Pois nunca há nada a dizer.
Não fossem as supostas perguntas veladas respostas,
e as respostas, perguntas que se atreveram beijar
soluções, irrespondíveis por serem perguntas às respostas
e respostas às perguntas? —
Ainda assim não fosse, alguém me diria que eu sou?
Quem sou eu, eu primeiro,
antes desse código que me deram ao nascer,
Desse nome usual e som pelo qual me chamam e atendo?
Quem sou eu dono de banco, rapaz de Cadilake,
jogador de futebol, moça de biquíni, padre,
comandante de navio, funcionário público,
artista de cinema, garçom de botequim?
Quem sou eu?
Que bem podia ser tudo isso e nada sou!
E que me compenetro
da minha condição de nada-tudo!
E que és tu?
Predisposto a me dizer que o mundo é assim,
a rir de minha loucura, a zombar de minha amargura,
Entretanto a gargalhar de mim!
E ainda que eu cantasse o amor?
Mas aonde o de meu e que me negaram?
E oh! Deus meu em que não creio
e era o único bem que eu tinha! —
Queriam que eu tecesse um bálsamo
e saltasse ao vento balões multicores?
Queriam!?
… Como se a isso eu fosse obrigado!
E então…
Porque em esfinge me oferecem esse Cavalo de Tróia?

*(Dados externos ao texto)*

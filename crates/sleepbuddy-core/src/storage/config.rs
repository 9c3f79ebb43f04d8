//! TOML-based application configuration.
//!
//! Stores user preferences including:
//! - Afternoon reminder time and stop-tracking grace period
//! - Notification delivery (enabled flag, external notifier command)
//! - Daemon reconcile interval
//!
//! Configuration is stored at `~/.config/sleepbuddy/config.toml`.

use std::path::{Path, PathBuf};

use chrono::Duration;
use serde::{Deserialize, Serialize};

use super::data_dir;
use crate::error::ConfigError;
use crate::goal::parse_time_of_day;
use crate::scheduler::SchedulerConfig;

/// Reminder cascade configuration.
#[derive(Debug, Clone, PartialEq, Serialize, Deserialize)]
pub struct RemindersConfig {
    /// `HH:MM` of the afternoon reminder.
    #[serde(default = "default_daily_time")]
    pub daily_time: String,
    #[serde(default = "default_stop_grace_minutes")]
    pub stop_grace_minutes: u32,
}

/// Notification configuration.
#[derive(Debug, Clone, PartialEq, Serialize, Deserialize)]
pub struct NotificationsConfig {
    #[serde(default = "default_true")]
    pub enabled: bool,
    /// External notifier, e.g. `notify-send`. Empty logs instead.
    #[serde(default)]
    pub command: String,
}

#[derive(Debug, Clone, PartialEq, Serialize, Deserialize)]
pub struct DaemonConfig {
    /// Seconds between reconcile passes (goal reload, overdue delivery).
    #[serde(default = "default_reconcile_secs")]
    pub reconcile_secs: u64,
}

/// Application configuration.
///
/// Serialized to/from TOML at `~/.config/sleepbuddy/config.toml`.
#[derive(Debug, Clone, Default, PartialEq, Serialize, Deserialize)]
pub struct Config {
    #[serde(default)]
    pub reminders: RemindersConfig,
    #[serde(default)]
    pub notifications: NotificationsConfig,
    #[serde(default)]
    pub daemon: DaemonConfig,
}

fn default_daily_time() -> String {
    "15:00".into()
}
fn default_stop_grace_minutes() -> u32 {
    15
}
fn default_true() -> bool {
    true
}
fn default_reconcile_secs() -> u64 {
    60
}

impl Default for RemindersConfig {
    fn default() -> Self {
        Self {
            daily_time: default_daily_time(),
            stop_grace_minutes: default_stop_grace_minutes(),
        }
    }
}

impl Default for NotificationsConfig {
    fn default() -> Self {
        Self {
            enabled: true,
            command: String::new(),
        }
    }
}

impl Default for DaemonConfig {
    fn default() -> Self {
        Self {
            reconcile_secs: default_reconcile_secs(),
        }
    }
}

impl Config {
    fn get_json_value_by_path<'a>(
        root: &'a serde_json::Value,
        key: &str,
    ) -> Option<&'a serde_json::Value> {
        if key.is_empty() {
            return None;
        }

        let mut current = root;
        for part in key.split('.') {
            current = current.get(part)?;
        }
        Some(current)
    }

    fn set_json_value_by_path(
        root: &mut serde_json::Value,
        key: &str,
        value: &str,
    ) -> Result<(), ConfigError> {
        let unknown = || ConfigError::UnknownKey(key.to_string());
        let invalid = |message: String| ConfigError::InvalidValue {
            key: key.to_string(),
            message,
        };

        let mut parts = key.split('.').peekable();
        if key.is_empty() {
            return Err(unknown());
        }

        let mut current = root;
        while let Some(part) = parts.next() {
            if parts.peek().is_none() {
                let obj = current.as_object_mut().ok_or_else(unknown)?;
                let existing = obj.get(part).ok_or_else(unknown)?;

                let new_value = match existing {
                    serde_json::Value::Bool(_) => serde_json::Value::Bool(
                        value.parse::<bool>().map_err(|e| invalid(e.to_string()))?,
                    ),
                    serde_json::Value::Number(_) => value
                        .parse::<u64>()
                        .map(|n| serde_json::Value::Number(n.into()))
                        .map_err(|_| invalid(format!("cannot parse '{value}' as number")))?,
                    serde_json::Value::Object(_) => return Err(unknown()),
                    _ => serde_json::Value::String(value.into()),
                };

                obj.insert(part.to_string(), new_value);
                return Ok(());
            }

            current = current.get_mut(part).ok_or_else(unknown)?;
        }

        Err(unknown())
    }

    /// Default location under the data directory.
    ///
    /// # Errors
    /// Returns an error if the data directory cannot be created.
    pub fn path() -> Result<PathBuf, ConfigError> {
        Ok(data_dir()?.join("config.toml"))
    }

    /// Load from the default location, writing defaults on first run.
    ///
    /// # Errors
    ///
    /// Returns an error if the config file exists but cannot be parsed,
    /// or if the default config cannot be written to disk.
    pub fn load() -> Result<Self, ConfigError> {
        Self::load_from(&Self::path()?)
    }

    pub fn load_from(path: &Path) -> Result<Self, ConfigError> {
        match std::fs::read_to_string(path) {
            Ok(content) => {
                let cfg: Config = toml::from_str(&content).map_err(|e| ConfigError::LoadFailed {
                    path: path.to_path_buf(),
                    message: e.to_string(),
                })?;
                cfg.validate()?;
                Ok(cfg)
            }
            Err(e) if e.kind() == std::io::ErrorKind::NotFound => {
                let cfg = Self::default();
                cfg.save_to(path)?;
                Ok(cfg)
            }
            Err(e) => Err(ConfigError::LoadFailed {
                path: path.to_path_buf(),
                message: e.to_string(),
            }),
        }
    }

    /// Persist to the default location.
    ///
    /// # Errors
    ///
    /// Returns an error if the config cannot be serialized or written to disk.
    pub fn save(&self) -> Result<(), ConfigError> {
        self.save_to(&Self::path()?)
    }

    pub fn save_to(&self, path: &Path) -> Result<(), ConfigError> {
        let save_failed = |message: String| ConfigError::SaveFailed {
            path: path.to_path_buf(),
            message,
        };
        let content = toml::to_string_pretty(self).map_err(|e| save_failed(e.to_string()))?;
        std::fs::write(path, content).map_err(|e| save_failed(e.to_string()))?;
        Ok(())
    }

    /// Get a config value as string by dot-separated key.
    pub fn get(&self, key: &str) -> Option<String> {
        let json = serde_json::to_value(self).ok()?;
        let val = Self::get_json_value_by_path(&json, key)?;
        match val {
            serde_json::Value::String(s) => Some(s.clone()),
            serde_json::Value::Object(_) => None,
            other => Some(other.to_string()),
        }
    }

    /// Every leaf key with its value, in dotted form.
    pub fn entries(&self) -> Vec<(String, String)> {
        fn walk(prefix: &str, value: &serde_json::Value, out: &mut Vec<(String, String)>) {
            match value {
                serde_json::Value::Object(map) => {
                    for (k, v) in map {
                        let key = if prefix.is_empty() {
                            k.clone()
                        } else {
                            format!("{prefix}.{k}")
                        };
                        walk(&key, v, out);
                    }
                }
                serde_json::Value::String(s) => out.push((prefix.to_string(), s.clone())),
                other => out.push((prefix.to_string(), other.to_string())),
            }
        }
        let mut out = Vec::new();
        if let Ok(json) = serde_json::to_value(self) {
            walk("", &json, &mut out);
        }
        out
    }

    /// Set a value in memory by dotted key, rejecting unknown keys and
    /// values that fail validation.
    pub fn set_value(&mut self, key: &str, value: &str) -> Result<(), ConfigError> {
        let mut json = serde_json::to_value(&*self).map_err(|e| ConfigError::InvalidValue {
            key: key.to_string(),
            message: e.to_string(),
        })?;
        Self::set_json_value_by_path(&mut json, key, value)?;
        let updated: Config = serde_json::from_value(json).map_err(|e| ConfigError::InvalidValue {
            key: key.to_string(),
            message: e.to_string(),
        })?;
        updated.validate()?;
        *self = updated;
        Ok(())
    }

    /// Set a value by key and persist to the default location.
    ///
    /// # Errors
    ///
    /// Returns an error if the key is unknown, the value cannot be parsed,
    /// or the config cannot be saved.
    pub fn set(&mut self, key: &str, value: &str) -> Result<(), ConfigError> {
        self.set_value(key, value)?;
        self.save()
    }

    pub fn validate(&self) -> Result<(), ConfigError> {
        parse_time_of_day(&self.reminders.daily_time).map_err(|e| ConfigError::InvalidValue {
            key: "reminders.daily_time".into(),
            message: e.to_string(),
        })?;
        if self.daemon.reconcile_secs == 0 {
            return Err(ConfigError::InvalidValue {
                key: "daemon.reconcile_secs".into(),
                message: "must be at least 1".into(),
            });
        }
        Ok(())
    }

    /// Reminder tunables derived from this config.
    pub fn scheduler_config(&self) -> Result<SchedulerConfig, ConfigError> {
        let daily_reminder =
            parse_time_of_day(&self.reminders.daily_time).map_err(|e| ConfigError::InvalidValue {
                key: "reminders.daily_time".into(),
                message: e.to_string(),
            })?;
        Ok(SchedulerConfig {
            daily_reminder,
            stop_grace: Duration::minutes(i64::from(self.reminders.stop_grace_minutes)),
            ..SchedulerConfig::default()
        })
    }
}

#[cfg(test)]
mod tests {
    use super::*;
    use chrono::NaiveTime;

    #[test]
    fn default_config_roundtrip() {
        let cfg = Config::default();
        let toml_str = toml::to_string_pretty(&cfg).unwrap();
        let parsed: Config = toml::from_str(&toml_str).unwrap();
        assert_eq!(parsed, cfg);
    }

    #[test]
    fn partial_file_fills_defaults() {
        let parsed: Config = toml::from_str("[reminders]\ndaily_time = \"14:30\"\n").unwrap();
        assert_eq!(parsed.reminders.daily_time, "14:30");
        assert_eq!(parsed.reminders.stop_grace_minutes, 15);
        assert!(parsed.notifications.enabled);
        assert_eq!(parsed.daemon.reconcile_secs, 60);
    }

    #[test]
    fn get_supports_dot_path_keys() {
        let cfg = Config::default();
        assert_eq!(cfg.get("reminders.daily_time").as_deref(), Some("15:00"));
        assert_eq!(cfg.get("notifications.enabled").as_deref(), Some("true"));
        assert_eq!(cfg.get("daemon.reconcile_secs").as_deref(), Some("60"));
        assert!(cfg.get("reminders.missing_key").is_none());
        assert!(cfg.get("reminders").is_none());
    }

    #[test]
    fn set_value_updates_each_type() {
        let mut cfg = Config::default();
        cfg.set_value("notifications.enabled", "false").unwrap();
        cfg.set_value("reminders.stop_grace_minutes", "30").unwrap();
        cfg.set_value("notifications.command", "notify-send -u critical").unwrap();
        assert!(!cfg.notifications.enabled);
        assert_eq!(cfg.reminders.stop_grace_minutes, 30);
        assert_eq!(cfg.notifications.command, "notify-send -u critical");
    }

    #[test]
    fn set_value_rejects_unknown_key() {
        let mut cfg = Config::default();
        assert!(matches!(
            cfg.set_value("reminders.nonexistent", "1"),
            Err(ConfigError::UnknownKey(_))
        ));
        assert!(matches!(cfg.set_value("", "1"), Err(ConfigError::UnknownKey(_))));
    }

    #[test]
    fn set_value_rejects_invalid_type() {
        let mut cfg = Config::default();
        assert!(cfg.set_value("notifications.enabled", "sometimes").is_err());
        assert!(cfg.set_value("reminders.stop_grace_minutes", "-5").is_err());
        assert_eq!(cfg, Config::default());
    }

    #[test]
    fn set_value_rejects_bad_time_and_keeps_old_value() {
        let mut cfg = Config::default();
        assert!(cfg.set_value("reminders.daily_time", "25:99").is_err());
        assert_eq!(cfg.reminders.daily_time, "15:00");
    }

    #[test]
    fn entries_lists_every_leaf() {
        let keys: Vec<String> = Config::default().entries().into_iter().map(|(k, _)| k).collect();
        for key in [
            "reminders.daily_time",
            "reminders.stop_grace_minutes",
            "notifications.enabled",
            "notifications.command",
            "daemon.reconcile_secs",
        ] {
            assert!(keys.iter().any(|k| k == key), "missing {key}");
        }
    }

    #[test]
    fn scheduler_config_uses_configured_values() {
        let mut cfg = Config::default();
        cfg.set_value("reminders.daily_time", "16:45").unwrap();
        cfg.set_value("reminders.stop_grace_minutes", "20").unwrap();
        let sched = cfg.scheduler_config().unwrap();
        assert_eq!(sched.daily_reminder, NaiveTime::from_hms_opt(16, 45, 0).unwrap());
        assert_eq!(sched.stop_grace, Duration::minutes(20));
        assert_eq!(sched.post_sleep_neutral_after, Duration::hours(2));
    }

    #[test]
    fn load_from_writes_defaults_on_first_run() {
        let dir = tempfile::tempdir().unwrap();
        let path = dir.path().join("config.toml");
        let cfg = Config::load_from(&path).unwrap();
        assert_eq!(cfg, Config::default());
        assert!(path.exists());

        let mut cfg = cfg;
        cfg.set_value("daemon.reconcile_secs", "5").unwrap();
        cfg.save_to(&path).unwrap();
        assert_eq!(Config::load_from(&path).unwrap().daemon.reconcile_secs, 5);
    }

    #[test]
    fn load_from_rejects_garbage() {
        let dir = tempfile::tempdir().unwrap();
        let path = dir.path().join("config.toml");
        std::fs::write(&path, "reminders = 3").unwrap();
        assert!(matches!(Config::load_from(&path), Err(ConfigError::LoadFailed { .. })));
    }
}
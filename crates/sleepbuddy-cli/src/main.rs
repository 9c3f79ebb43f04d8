use clap::{Parser, Subcommand};
use tracing_subscriber::EnvFilter;

mod commands;

#[derive(Parser)]
#[command(name = "sleepbuddy", version, about = "SleepBuddy sleep-habit tracker")]
struct Cli {
    #[command(subcommand)]
    command: Commands,
}

#[derive(Subcommand)]
enum Commands {
    /// Start, stop or inspect sleep tracking
    Track {
        #[command(subcommand)]
        action: commands::track::TrackAction,
    },
    /// Sleep goal management
    Goal {
        #[command(subcommand)]
        action: commands::goal::GoalAction,
    },
    /// Current mascot mood and message
    Mascot,
    /// Finished sleep sessions, newest first
    History {
        /// Number of sessions to show
        #[arg(long, default_value_t = 10)]
        limit: usize,
    },
    /// History statistics
    Stats,
    /// Pending reminders and mascot transitions
    Schedule,
    /// Configuration management
    Config {
        #[command(subcommand)]
        action: commands::config::ConfigAction,
    },
    /// Run in the foreground, firing reminders on time
    Daemon,
}

fn init_tracing() {
    let filter = EnvFilter::try_from_env("SLEEPBUDDY_LOG").unwrap_or_else(|_| EnvFilter::new("info"));
    tracing_subscriber::fmt()
        .with_env_filter(filter)
        .with_writer(std::io::stderr)
        .init();
}

#[tokio::main]
async fn main() {
    init_tracing();
    let cli = Cli::parse();
    let result = match cli.command {
        Commands::Track { action } => commands::track::run(action).await,
        Commands::Goal { action } => commands::goal::run(action).await,
        Commands::Mascot => commands::mascot::run().await,
        Commands::History { limit } => commands::history::run(limit),
        Commands::Stats => commands::stats::run(),
        Commands::Schedule => commands::schedule::run().await,
        Commands::Config { action } => commands::config::run(action),
        Commands::Daemon => commands::daemon::run().await,
    };

    if let Err(e) = result {
        eprintln!("error: {e}");
        std::process::exit(1);
    }
}
//! The user's declared sleep goal and its evaluation.

mod evaluator;

pub use evaluator::{exceeded_limit, is_goal_met, start_offset_minutes, OVERSLEEP_ALLOWANCE_HOURS};

use chrono::{Duration, NaiveTime};
use serde::{Deserialize, Serialize};

use crate::error::ValidationError;

pub const DEFAULT_BED_TIME: (u32, u32) = (22, 0);
pub const DEFAULT_SLEEP_DURATION_HOURS: f32 = 8.0;
pub const DEFAULT_TARGET_STREAK_DAYS: u32 = 7;

/// Bedtime, target duration and target streak.
///
/// Immutable value: edits replace it wholesale.
#[derive(Debug, Clone, Copy, PartialEq, Serialize, Deserialize)]
pub struct SleepGoal {
    pub bed_time: NaiveTime,
    pub sleep_duration_hours: f32,
    pub target_streak_days: u32,
}

impl Default for SleepGoal {
    fn default() -> Self {
        Self {
            bed_time: NaiveTime::from_hms_opt(DEFAULT_BED_TIME.0, DEFAULT_BED_TIME.1, 0)
                .unwrap_or(NaiveTime::MIN),
            sleep_duration_hours: DEFAULT_SLEEP_DURATION_HOURS,
            target_streak_days: DEFAULT_TARGET_STREAK_DAYS,
        }
    }
}

impl SleepGoal {
    /// Build a validated goal.
    ///
    /// # Errors
    /// Returns a [`ValidationError`] when the duration is not positive or the
    /// target streak is zero.
    pub fn new(
        bed_time: NaiveTime,
        sleep_duration_hours: f32,
        target_streak_days: u32,
    ) -> Result<Self, ValidationError> {
        let goal = Self {
            bed_time,
            sleep_duration_hours,
            target_streak_days,
        };
        goal.validate()?;
        Ok(goal)
    }

    pub fn validate(&self) -> Result<(), ValidationError> {
        if !self.sleep_duration_hours.is_finite() || self.sleep_duration_hours <= 0.0 {
            return Err(ValidationError::NonPositiveDuration(self.sleep_duration_hours));
        }
        if self.target_streak_days == 0 {
            return Err(ValidationError::ZeroTargetStreak);
        }
        Ok(())
    }

    /// Target sleep as a duration, rounded to whole minutes.
    pub fn sleep_duration(&self) -> Duration {
        Duration::minutes((self.sleep_duration_hours as f64 * 60.0).round() as i64)
    }

    /// Whether bedtime or duration differ. Changing only the streak target
    /// does not move any reminder.
    pub fn schedule_differs(&self, other: &SleepGoal) -> bool {
        self.bed_time != other.bed_time || self.sleep_duration_hours != other.sleep_duration_hours
    }
}

/// Parse `HH:MM` (or `HH:MM:SS`) into a time of day.
pub fn parse_time_of_day(s: &str) -> Result<NaiveTime, ValidationError> {
    NaiveTime::parse_from_str(s.trim(), "%H:%M")
        .or_else(|_| NaiveTime::parse_from_str(s.trim(), "%H:%M:%S"))
        .map_err(|_| ValidationError::InvalidTimeOfDay(s.to_string()))
}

Queriam que eu tecesse boas à virtude,
à moral, à vida?!
Esqueceram que a virtude é escassa,
A moral é vária,
A vida é carnaval!
E de sobra, — A RAZÃO —
É máscara, é tartufo, é plural!
Queriam sentir nas chagas pútridas
o sopro materno e acalentar as dores?
Queriam!?
Como se eu fôra fole!
Não comigo.
Não comigo, amigo.
Mas vossas santas feridas lançarei sal, pimenta, iodo,
pús e o que mais das minhas podres sobrar.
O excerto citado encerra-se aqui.